At low coverage, the initial adsorption of Li⁺ ion at the octahedral 16c-Vacancy site at the 1st sublayer is favorable with an energy gain of 8.81 eV (Figs. 8 and S6a, S6b). The further transport to the 2nd sublayer (Fig. S6c) is also exothermic by 1.45 eV. During this process, the transport from the 2nd sublayer to the 3rd sublayer (Fig. S6d) is the only endothermic step, which costs energy of 3.00 eV. Thus, at low coverage the Li⁺ ion transport along the mixed-spinel MgFe₂O₄(1 0 0)-Mg_1.5Fe_1.5O₄ surface is likely feasible, driven by the significant energy gain in adsorption and transport to the 2nd sublayer.
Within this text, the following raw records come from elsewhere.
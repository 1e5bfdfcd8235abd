//! Headless simulator for difficulty analysis.
//!
//! Plays many episodes with a scripted pilot and reports score and survival
//! statistics, using the same `SimulationState` the terminal game runs.

mod config;
mod pilot;
mod report;
mod runner;

pub use config::SimConfig;
pub use pilot::should_jump;
pub use report::{RunStats, SimReport};
pub use runner::{run_simulation, simulate_single_run};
On the Li⁺-saturated surface, which is more likely to occur than transport according to the energetics (Figs. 4 and 8), the existing Li⁺ ions occupy all the active surface sites (Fig. S6e). Yet, he sequential adsorption (0.64 eV, Fig. S6f), the transport from surface to the 2nd sublayer (−3.98 eV, Fig. S6g) and from the 2nd to the 3rd sublayer (2.27 eV, Fig. S6h) likely proceeds smoothly with no highly endothermic step involved (Fig. 8).
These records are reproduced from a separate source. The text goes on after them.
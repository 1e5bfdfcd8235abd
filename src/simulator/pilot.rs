//! Scripted pilot used by the simulator.

use crate::constants::{FIELD_HEIGHT, PIPE_GAP};
use crate::game::{PipeKind, SimulationState};

/// How far below the gap centre the bird's bottom may sink before flapping.
const SINK_MARGIN: f64 = 20.0;

/// Vertical centre of the next gap ahead of (or under) the bird, or the middle
/// of the field when no pipe is ahead.
pub fn target_y(state: &SimulationState) -> f64 {
    state
        .pipes
        .iter()
        .filter(|p| p.kind() == PipeKind::Top)
        .find(|p| p.right() >= state.bird.x)
        .map(|top| top.height + PIPE_GAP / 2.0)
        .unwrap_or(FIELD_HEIGHT / 2.0)
}

/// Flap when falling and the bird's bottom has sunk past the target.
pub fn should_jump(state: &SimulationState) -> bool {
    let bird = &state.bird;
    bird.velocity >= 0.0 && bird.y + bird.height > target_y(state) + SINK_MARGIN
}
The Li⁺ transport along (0 0 1)-Mg₂FeO₄ surface shows similar behavior as mixed-spinel (1 0 0)-Mg_1.5Fe_1.5O₄ (Figs. 8 and S8) under both the low coverage and saturate coverage. Again, at low coverage the initial Li⁺ adsorption on 16c-Vacancy site at the 1st layer (−6.07 eV, Figs. S8a, S8b) and the transport to the 2nd sublayer (−1.07 eV, Fig. S8c) are both downhill; while the displacement from the 2nd to the 3rd sublayer is uphill (3.01 eV). At saturation coverage, the Li⁺ ion adsorption is highly hindered (E_b = 5.56 eV); while the sequential transport to the 2nd sublayer (−2.18 eV) is more favorable.

According to our DFT calculations, upon electrochemical discharge the stable MgFe₂O₄{1 0 0} surfaces in three spinel structures are likely saturated by Li⁺ ions first, which is followed by the Li⁺ transport from the surface to subsurface. All saturated surfaces studied feature an endothermic adsorption of Li⁺ ion on the surface, a sequential exothermic transport to the 2nd sublayer and eventually an uphill transport to the 3rd sublayer. Wherein the 16c-Vacancy site is preferred in the sublayers in all cases. Energetically, the mixed-spinel (1 0 0)-Mg_1.5Fe_1.5O₄ displays the lowest endothermicity along the adsorption and transport path (Fig. 7), which is followed by the inverse-spinel (0 0 1)-Mg₂FeO₄ and the normal-spinel (1 0 0)-Mg in a decreasing sequence. Overall, the mixed-spinel (1 0 0)-Mg_1.5Fe_1.5O₄ surface is the most active among the diverse MgFe₂O₄ surfaces studied, which likely displays the high capacity, the high voltage and Li⁺ transport at initial discharging stage. Our study implies that the controlled synthesis toward maximization of such facet should enable a significant promotion in stability and discharge performance of MgFe₂O₄.